The Securities and Exchange Commission said it had filed a civil lawsuit against Thomas W. Jones, the former chief executive of Citigroup's asset management division, and Lewis Daidone, who was treasurer and chief financial officer of the Smith Barney mutual funds in question, saying that they were two of the company officials principally responsible for the alleged fraud.
Jones's attorneys disputed the SEC's allegations and said they will challenge them in court.
A lawyer for Daidone didn't immediately return a telephone call seeking comment.
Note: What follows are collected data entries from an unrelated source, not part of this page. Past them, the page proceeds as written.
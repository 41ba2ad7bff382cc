use indexmap::IndexMap;
use serde::{Deserialize, Serialize};

/// A loosely-typed JSON Schema node, covering the subset both Swagger v2 and
/// OpenAPI v3 use for parameters, bodies, and definitions.
///
/// `type` is kept as a plain string so vendor extensions and v3.1 niceties
/// deserialize without error; the type mapper degrades anything it does not
/// recognize to `any`.
#[derive(Debug, Clone, Default, PartialEq, Serialize, Deserialize)]
pub struct Schema {
    #[serde(rename = "$ref", skip_serializing_if = "Option::is_none")]
    pub ref_path: Option<String>,

    #[serde(rename = "type", skip_serializing_if = "Option::is_none")]
    pub schema_type: Option<String>,

    #[serde(skip_serializing_if = "Option::is_none")]
    pub format: Option<String>,

    #[serde(skip_serializing_if = "Option::is_none")]
    pub title: Option<String>,

    #[serde(skip_serializing_if = "Option::is_none")]
    pub description: Option<String>,

    #[serde(default, skip_serializing_if = "IndexMap::is_empty")]
    pub properties: IndexMap<String, Schema>,

    #[serde(default, skip_serializing_if = "Vec::is_empty")]
    pub required: Vec<String>,

    #[serde(skip_serializing_if = "Option::is_none")]
    pub items: Option<Box<Schema>>,

    #[serde(rename = "enum", default, skip_serializing_if = "Vec::is_empty")]
    pub enum_values: Vec<serde_json::Value>,

    #[serde(
        rename = "additionalProperties",
        skip_serializing_if = "Option::is_none"
    )]
    pub additional_properties: Option<AdditionalProperties>,

    #[serde(skip_serializing_if = "Option::is_none")]
    pub nullable: Option<bool>,

    #[serde(rename = "default", skip_serializing_if = "Option::is_none")]
    pub default_value: Option<serde_json::Value>,

    #[serde(skip_serializing_if = "Option::is_none")]
    pub example: Option<serde_json::Value>,
}

impl Schema {
    /// Whether `field` appears in this schema's `required` list.
    pub fn requires(&self, field: &str) -> bool {
        self.required.iter().any(|r| r == field)
    }

    /// An object-shaped schema with inline properties (and no `$ref`).
    pub fn is_inline_object(&self) -> bool {
        self.ref_path.is_none() && !self.properties.is_empty()
    }
}

/// `additionalProperties` can be a boolean or a schema.
#[derive(Debug, Clone, PartialEq, Serialize, Deserialize)]
#[serde(untagged)]
pub enum AdditionalProperties {
    Bool(bool),
    Schema(Box<Schema>),
}
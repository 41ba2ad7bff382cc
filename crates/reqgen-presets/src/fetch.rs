//! Zero-dependency preset targeting the global `fetch`.
//!
//! fetch has no query or JSON options, so the query group rides the URL as
//! a search-string suffix, bodies are stringified, and an explicit
//! `Content-Type` header is attached whenever a body is sent.

use reqgen_core::preset::{
    BodyStrategy, CallShape, ConfigParam, MethodFormat, Preset, QueryStrategy, SlotNames,
};

pub(crate) fn preset() -> Preset {
    Preset {
        name: "fetch",
        http_import: None,
        callee: "fetch",
        call_shape: CallShape::UrlAndOptions,
        method_format: MethodFormat::Upper,
        slots: SlotNames::default(),
        query: QueryStrategy::UrlSuffix,
        body: BodyStrategy::Stringify,
        content_type_header: true,
        response_wrapper: "Promise<Response>",
        config_param: Some(ConfigParam {
            name: "init",
            type_expr: "RequestInit",
        }),
        hooks: false,
    }
}
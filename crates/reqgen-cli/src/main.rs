use std::fs;
use std::path::{Path, PathBuf};

use anyhow::{Context, Result};
use clap::{Parser, Subcommand, ValueEnum};
use clap_complete::Shell;

use reqgen_core::config::{self, Config, Input, CONFIG_FILE_NAME};
use reqgen_core::error::FetchError;
use reqgen_core::openapi::{self, Swagger};
use reqgen_core::parser::parse_method_metadata;
use reqgen_core::pipeline::{self, Fetcher, FileFetcher, FsWriter};
use reqgen_core::traverse::traverse;
use reqgen_presets::generate_all_with;

#[derive(Parser)]
#[command(
    name = "reqgen",
    about = "Configuration-driven OpenAPI client generator",
    version
)]
struct Cli {
    #[command(subcommand)]
    command: Commands,
}

#[derive(Subcommand)]
enum Commands {
    /// Generate clients for every configured run
    Generate {
        /// Path to the config file (defaults to .reqgen.yaml)
        #[arg(short, long)]
        config: Option<PathBuf>,

        /// Spec file overriding the configured input(s)
        #[arg(short, long)]
        input: Option<PathBuf>,

        /// Pipeline overriding the configured pipeline(s)
        #[arg(short, long)]
        pipeline: Option<String>,
    },

    /// Inspect the normalized form of an OpenAPI document
    Inspect {
        /// Path to the spec file (YAML or JSON)
        #[arg(short, long)]
        input: PathBuf,

        /// Output format
        #[arg(long, default_value = "yaml")]
        format: InspectFormat,
    },

    /// Initialize a new reqgen configuration
    Init {
        /// Overwrite an existing config file
        #[arg(long)]
        force: bool,
    },

    /// Generate shell completions
    Completions {
        /// Shell to generate completions for
        shell: Shell,
    },
}

#[derive(Clone, ValueEnum)]
enum InspectFormat {
    Yaml,
    Json,
}

fn main() -> Result<()> {
    env_logger::init();

    let cli = Cli::parse();

    match cli.command {
        Commands::Generate {
            config,
            input,
            pipeline,
        } => cmd_generate(config, input, pipeline),

        Commands::Inspect { input, format } => cmd_inspect(input, format),

        Commands::Init { force } => cmd_init(force),

        Commands::Completions { shell } => {
            let mut cmd = <Cli as clap::CommandFactory>::command();
            clap_complete::generate(shell, &mut cmd, "reqgen", &mut std::io::stdout());
            Ok(())
        }
    }
}

/// Fetcher with HTTP support layered over the file fetcher.
#[derive(Default)]
struct HttpFetcher {
    files: FileFetcher,
}

impl Fetcher for HttpFetcher {
    fn fetch(&self, input: &Input) -> std::result::Result<serde_json::Value, FetchError> {
        match input {
            Input::Uri { uri } => {
                let text = reqwest::blocking::get(uri.as_str())
                    .and_then(|response| response.error_for_status())
                    .and_then(|response| response.text())
                    .map_err(|e| FetchError::Http {
                        uri: uri.clone(),
                        message: e.to_string(),
                    })?;
                pipeline::parse_document_text(&text, uri.ends_with(".json"))
            }
            other => self.files.fetch(other),
        }
    }
}

/// Load the run configurations from an explicit file, the default project
/// config, or fall back to a single default run.
fn load_configs(path: Option<PathBuf>) -> Result<Vec<Config>> {
    let path = match path {
        Some(path) => path,
        None => {
            let default = PathBuf::from(CONFIG_FILE_NAME);
            if !default.exists() {
                return Ok(vec![Config::default()]);
            }
            default
        }
    };
    config::load_config_file(&path)
        .with_context(|| format!("failed to load config {}", path.display()))
}

fn load_spec(path: &Path) -> Result<Swagger> {
    let document = pipeline::read_document(path)?;
    let spec = openapi::from_value(document)?;
    Ok(spec)
}

fn cmd_generate(
    config: Option<PathBuf>,
    input: Option<PathBuf>,
    pipeline: Option<String>,
) -> Result<()> {
    let mut configs = load_configs(config)?;
    if configs.is_empty() {
        eprintln!("No runs configured. Run `reqgen init` to create {CONFIG_FILE_NAME}.");
        return Ok(());
    }
    if let Some(input) = input {
        let path = input.to_string_lossy().into_owned();
        for config in &mut configs {
            config.input = Input::Path(path.clone());
        }
    }
    if let Some(pipeline) = pipeline {
        for config in &mut configs {
            config.pipeline = Some(pipeline.clone());
        }
    }
    log::debug!("loaded {} generation configs", configs.len());

    for config in &configs {
        eprintln!(
            "Generating {} → {}",
            config.preset_name(),
            config.main_output()
        );
    }

    let completed = generate_all_with(configs, &HttpFetcher::default(), &FsWriter)?;

    let mut written = 0;
    for destined in &completed {
        for file in &destined.files {
            eprintln!("  wrote {}", file.path.display());
            written += 1;
        }
    }
    eprintln!("Generated {written} files.");
    Ok(())
}

fn cmd_inspect(input: PathBuf, format: InspectFormat) -> Result<()> {
    let spec = load_spec(&input)?;
    let summary = build_inspect_summary(&spec);

    match format {
        InspectFormat::Yaml => {
            let yaml = serde_yaml_ng::to_string(&summary)?;
            print!("{}", yaml);
        }
        InspectFormat::Json => {
            let json = serde_json::to_string_pretty(&summary)?;
            println!("{}", json);
        }
    }

    Ok(())
}

fn build_inspect_summary(spec: &Swagger) -> serde_json::Value {
    let mut operations = Vec::new();
    traverse(&spec.paths, |ctx| {
        let metadata = parse_method_metadata(&ctx);
        operations.push(serde_json::json!({
            "name": metadata.name,
            "method": metadata.method,
            "path": metadata.url_template,
            "response": metadata.response_type,
            "deprecated": metadata.deprecated,
        }));
    });

    let definitions: Vec<&String> = spec.definitions.keys().collect();

    serde_json::json!({
        "info": {
            "title": spec.info.as_ref().and_then(|i| i.title.clone()),
            "version": spec.info.as_ref().and_then(|i| i.version.clone()),
        },
        "operations": operations,
        "definitions": definitions,
    })
}

fn cmd_init(force: bool) -> Result<()> {
    let config_path = PathBuf::from(CONFIG_FILE_NAME);

    if config_path.exists() && !force {
        anyhow::bail!(
            "{} already exists. Use --force to overwrite.",
            config_path.display()
        );
    }

    fs::write(&config_path, config::default_config_content())?;
    eprintln!("Created {}", config_path.display());
    Ok(())
}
Citigroup, the nation's largest financial services company, agreed in May to pay $208 million to settle the SEC's fraud charges against two of its divisions — Citigroup Global Markets Inc. and Smith Barney Fund Management LLC, the investment adviser to the mutual funds — related to the creation and operation of an affiliated transfer agent that served the Smith Barney family of mutual funds.
Rather than passing a substantial fee discount on to the funds, the SEC said that the divisions, through the affiliated transfer agent, took most of the benefit of the discount for themselves. That netted nearly $100 million in profit at the funds' expense over five years.
The SEC alleged that the divisions misrepresented and omitted facts when recommending to the funds' boards of directors that the funds change from a third-party transfer agent to an agent that was a Citigroup affiliate.
New York-based Citigroup neither admitted nor denied wrongdoing in its settlement with the SEC.
Jones "approved the final structure of the deal fully aware that the affiliated transfer agent was projected to make tens of millions of dollars in profit each year for doing minimal work," the agency said in its suit filed Monday in federal court in Manhattan.
His attorneys, James Doty and G. Irvin Terrell, called the SEC's allegations "unfounded and overreaching."
"Mr. Jones did not aid and abet any fraudulent activity during his watch at Citigroup Asset Management," they said in a statement. "The record will demonstrate that Mr. Jones achieved substantial benefit for mutual fund shareholders and that he made every effort to fulfill his fiduciary duty to them. Mr. Jones is a victim of this situation, not a perpetrator of wrongdoing, and we look forward to the opportunity to defend Mr. Jones."